I’m actually not kidding.
Without overdraft fees, 45% of banks and credit unions wouldn’t have made money in 2008, according to research from Moeb Services.
No wonder banks are jacking up their fees as fast as they can. This is the first recession since 1969 where bank fees have gone up.
And up and up and up. The average ATM fee is now $1.97, for example. That’s up 11% from 2008.
The Big Daddy of fees, though, is the overdraft charge. Overdraft fees will bring in $38.5 billion in 2009, Moebs Services projects. Overdraft charges account for 75% of all bank fees.
And it’s not the little banks that are jacking up fees the fastest.
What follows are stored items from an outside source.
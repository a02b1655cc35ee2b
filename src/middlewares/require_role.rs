/*!
 * 基于角色的访问控制中间件
 *
 * 此中间件必须在 RequireJWT 中间件之后使用，用于验证用户是否具有特定角色权限。
 *
 * ## 使用方法
 *
 * ```rust,ignore
 * use actix_web::{web, App, HttpServer};
 * use crate::middlewares::require_jwt::RequireJWT;
 * use crate::middlewares::require_role::RequireRole;
 * use crate::models::users::entities::UserRole;
 *
 * HttpServer::new(|| {
 *     App::new()
 *         .service(
 *             web::scope("/api/v1/assignments")
 *                 .wrap(RequireJWT)  // 先验证JWT
 *                 .service(
 *                     web::resource("/teacher")
 *                         .wrap(RequireRole::new(&UserRole::Teacher))  // 再验证角色
 *                         .route(web::get().to(list_teacher_assignments)),
 *                 ),
 *         )
 * })
 * ```
 */

use actix_service::{Service, Transform};
use actix_web::{
    Error, HttpMessage,
    body::EitherBody,
    dev::{ServiceRequest, ServiceResponse},
    http::StatusCode,
};
use futures_util::future::{LocalBoxFuture, Ready, ready};
use std::rc::Rc;
use tracing::info;

use crate::models::{
    ErrorCode,
    users::entities::{User, UserRole},
};

use super::create_error_response;

#[derive(Clone)]
pub struct RequireRole {
    required_role: UserRole,
}

impl RequireRole {
    /// 创建需要特定角色的中间件
    pub fn new(role: &UserRole) -> Self {
        Self {
            required_role: *role,
        }
    }
}

impl<S, B> Transform<S, ServiceRequest> for RequireRole
where
    S: Service<ServiceRequest, Response = ServiceResponse<B>, Error = Error> + 'static,
    B: 'static,
{
    type Response = ServiceResponse<EitherBody<B>>;
    type Error = Error;
    type InitError = ();
    type Transform = RequireRoleMiddleware<S>;
    type Future = Ready<Result<Self::Transform, Self::InitError>>;

    fn new_transform(&self, service: S) -> Self::Future {
        ready(Ok(RequireRoleMiddleware {
            service: Rc::new(service),
            required_role: self.required_role,
        }))
    }
}

pub struct RequireRoleMiddleware<S> {
    service: Rc<S>,
    required_role: UserRole,
}

impl<S, B> Service<ServiceRequest> for RequireRoleMiddleware<S>
where
    S: Service<ServiceRequest, Response = ServiceResponse<B>, Error = Error> + 'static,
    B: 'static,
{
    type Response = ServiceResponse<EitherBody<B>>;
    type Error = Error;
    type Future = LocalBoxFuture<'static, Result<Self::Response, Self::Error>>;

    fn poll_ready(
        &self,
        ctx: &mut std::task::Context<'_>,
    ) -> std::task::Poll<Result<(), Self::Error>> {
        self.service.poll_ready(ctx)
    }

    fn call(&self, req: ServiceRequest) -> Self::Future {
        let srv = self.service.clone();
        let required_role = self.required_role;

        Box::pin(async move {
            // 从请求扩展中获取 RequireJWT 写入的用户
            let user = req.extensions().get::<User>().map(|u| (u.id, u.role));

            match user {
                Some((user_id, user_role)) => {
                    if user_role == required_role {
                        let res = srv.call(req).await?.map_into_left_body();
                        Ok(res)
                    } else {
                        info!(
                            "Access denied for user {} (role: {}). Required role: {}",
                            user_id, user_role, required_role
                        );
                        Ok(req.into_response(
                            create_error_response(
                                StatusCode::FORBIDDEN,
                                ErrorCode::Forbidden,
                                "Access denied",
                            )
                            .map_into_right_body(),
                        ))
                    }
                }
                None => {
                    info!(
                        "Role check failed: No user found in request. Make sure RequireJWT middleware is applied first."
                    );
                    Ok(req.into_response(
                        create_error_response(
                            StatusCode::UNAUTHORIZED,
                            ErrorCode::Unauthorized,
                            "Authentication required",
                        )
                        .map_into_right_body(),
                    ))
                }
            }
        })
    }
}

#[cfg(test)]
mod tests {
    use super::*;
    use actix_web::{App, HttpResponse, test, web};

    fn user_with(role: UserRole) -> User {
        User {
            id: 1,
            username: "someone".to_string(),
            email: "someone@example.com".to_string(),
            password_hash: String::new(),
            role,
            display_name: None,
            last_login: None,
            created_at: chrono::Utc::now(),
            updated_at: chrono::Utc::now(),
        }
    }

    #[actix_web::test]
    async fn test_only_required_role_passes() {
        let app = test::init_service(App::new().service(
            web::resource("/teacher-only").route(
                web::get()
                    .to(|| async { HttpResponse::Ok().finish() })
                    .wrap(RequireRole::new(&UserRole::Teacher)),
            ),
        ))
        .await;

        let req = test::TestRequest::get().uri("/teacher-only").to_request();
        req.extensions_mut().insert(user_with(UserRole::Teacher));
        let resp = test::call_service(&app, req).await;
        assert_eq!(resp.status(), StatusCode::OK);

        let req = test::TestRequest::get().uri("/teacher-only").to_request();
        req.extensions_mut().insert(user_with(UserRole::Student));
        let resp = test::call_service(&app, req).await;
        assert_eq!(resp.status(), StatusCode::FORBIDDEN);

        let req = test::TestRequest::get().uri("/teacher-only").to_request();
        let resp = test::call_service(&app, req).await;
        assert_eq!(resp.status(), StatusCode::UNAUTHORIZED);
    }
}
The average overdraft charge at all banks rose to $26 this year from $25 in 2008. But the average overdraft fee at banks with more than $50 billion in assets–you know the Citigroups, Bank of Americas, and Wells Fargos of the world, is $33.
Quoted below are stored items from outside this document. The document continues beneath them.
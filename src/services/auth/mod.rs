pub mod login;
pub mod register;
pub mod token;

use actix_web::{HttpRequest, HttpResponse, Result as ActixResult};
use std::sync::Arc;

use crate::config::AppConfig;
use crate::models::{auth::LoginRequest, users::requests::CreateUserRequest};
use crate::storage::Storage;

pub struct AuthService {
    storage: Option<Arc<dyn Storage>>,
}

impl AuthService {
    pub fn new_lazy() -> Self {
        Self { storage: None }
    }

    pub(crate) fn get_storage(&self, request: &HttpRequest) -> ActixResult<Arc<dyn Storage>> {
        match &self.storage {
            Some(storage) => Ok(storage.clone()),
            None => super::storage_from_request(request),
        }
    }

    pub(crate) fn get_config(&self) -> &AppConfig {
        AppConfig::get()
    }

    // 登录验证
    pub async fn login(
        &self,
        login_request: LoginRequest,
        request: &HttpRequest,
    ) -> ActixResult<HttpResponse> {
        login::handle_login(self, login_request, request).await
    }

    // 用户注册
    pub async fn register(
        &self,
        create_request: CreateUserRequest,
        request: &HttpRequest,
    ) -> ActixResult<HttpResponse> {
        register::handle_register(self, create_request, request).await
    }

    // 刷新令牌
    pub async fn refresh_token(&self, request: &HttpRequest) -> ActixResult<HttpResponse> {
        token::handle_refresh_token(self, request).await
    }

    // 获取当前用户信息
    pub async fn get_user(&self, request: &HttpRequest) -> ActixResult<HttpResponse> {
        token::handle_get_user(self, request).await
    }
}
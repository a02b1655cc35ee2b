use crate::errors::{AssignHubError, Result};
use crate::storage::Storage;
use std::sync::Arc;
use tracing::warn;

pub struct StartupContext {
    pub storage: Arc<dyn Storage>,
}

/// 准备服务器启动的上下文
/// 包括加密提供者与存储后端
pub async fn prepare_server_startup() -> Result<StartupContext> {
    // 重复安装时返回 Err，忽略即可
    if rustls::crypto::ring::default_provider()
        .install_default()
        .is_err()
    {
        warn!("Rustls crypto provider already installed");
    }

    let storage = crate::storage::create_storage().await.map_err(|e| {
        AssignHubError::database_connection(format!("Failed to create storage backend: {e}"))
    })?;
    warn!("Storage backend initialized and migrations completed");

    Ok(StartupContext { storage })
}
use std::collections::HashMap;
use std::sync::Arc;

use crate::models::{
    assignments::{
        entities::{Assignment, Submission},
        requests::{AssignmentChanges, AssignmentListQuery, CreateAssignmentRequest},
    },
    users::{
        entities::{User, UserBrief},
        requests::CreateUserRequest,
    },
};

use crate::errors::Result;

pub mod sea_orm_storage;

#[async_trait::async_trait]
pub trait Storage: Send + Sync {
    /// 用户管理方法
    // 创建用户（password 字段为已哈希的密码）
    async fn create_user(&self, user: CreateUserRequest) -> Result<User>;
    // 通过ID获取用户信息
    async fn get_user_by_id(&self, id: i64) -> Result<Option<User>>;
    // 通过用户名获取用户信息
    async fn get_user_by_username(&self, username: &str) -> Result<Option<User>>;
    // 通过邮箱获取用户信息
    async fn get_user_by_email(&self, email: &str) -> Result<Option<User>>;
    // 通过用户名或邮箱获取用户信息
    async fn get_user_by_username_or_email(&self, identifier: &str) -> Result<Option<User>>;
    // 批量获取用户简要信息
    async fn get_user_briefs(&self, ids: &[i64]) -> Result<HashMap<i64, UserBrief>>;
    // 更新用户最后登录时间
    async fn update_last_login(&self, id: i64) -> Result<bool>;

    /// 作业管理方法
    // 创建作业（初始状态为草稿）
    async fn create_assignment(
        &self,
        teacher_id: i64,
        req: CreateAssignmentRequest,
    ) -> Result<Assignment>;
    // 通过ID获取作业（含提交列表）
    async fn get_assignment_by_id(&self, assignment_id: i64) -> Result<Option<Assignment>>;
    // 列出作业，按创建时间倒序
    async fn list_assignments(&self, query: AssignmentListQuery) -> Result<Vec<Assignment>>;
    // 更新作业字段，同时刷新 updated_at
    async fn update_assignment(
        &self,
        assignment_id: i64,
        changes: AssignmentChanges,
    ) -> Result<Option<Assignment>>;
    // 删除作业（级联删除提交）
    async fn delete_assignment(&self, assignment_id: i64) -> Result<bool>;

    /// 提交管理方法
    // 插入提交；同一学生已提交过时返回 None
    async fn insert_submission_if_absent(
        &self,
        assignment_id: i64,
        student_id: i64,
        answer: String,
    ) -> Result<Option<Submission>>;
}

pub async fn create_storage() -> Result<Arc<dyn Storage>> {
    let storage = sea_orm_storage::SeaOrmStorage::new_async().await?;
    Ok(Arc::new(storage))
}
If you’re an investor in the financial stocks, you know what’s wrong with this picture. In the wake of the financial crisis banks are rediscovering the value of the money that comes in their doors as good old, plain vanilla deposits. For one thing it doesn’t run out the door quite as quickly in a crisis as the hot money banks raise by selling very short-term commercial paper. For another, the deposit market never completely shuts down as the commercial paper market did at tyhe height of the crisis. Banks who depended on that method of raising cash found the spigot shut down tight.
But you don’t attract lots of deposits by treating your customers like dumb chickens just waiting to be plucked. There’s a lot of rhetoric out there now about this bank or that bank wanting to re-invent themselves as a deposit driven, consumer-friendly bank.
At most banks, especially at most big banks, it’s just talk.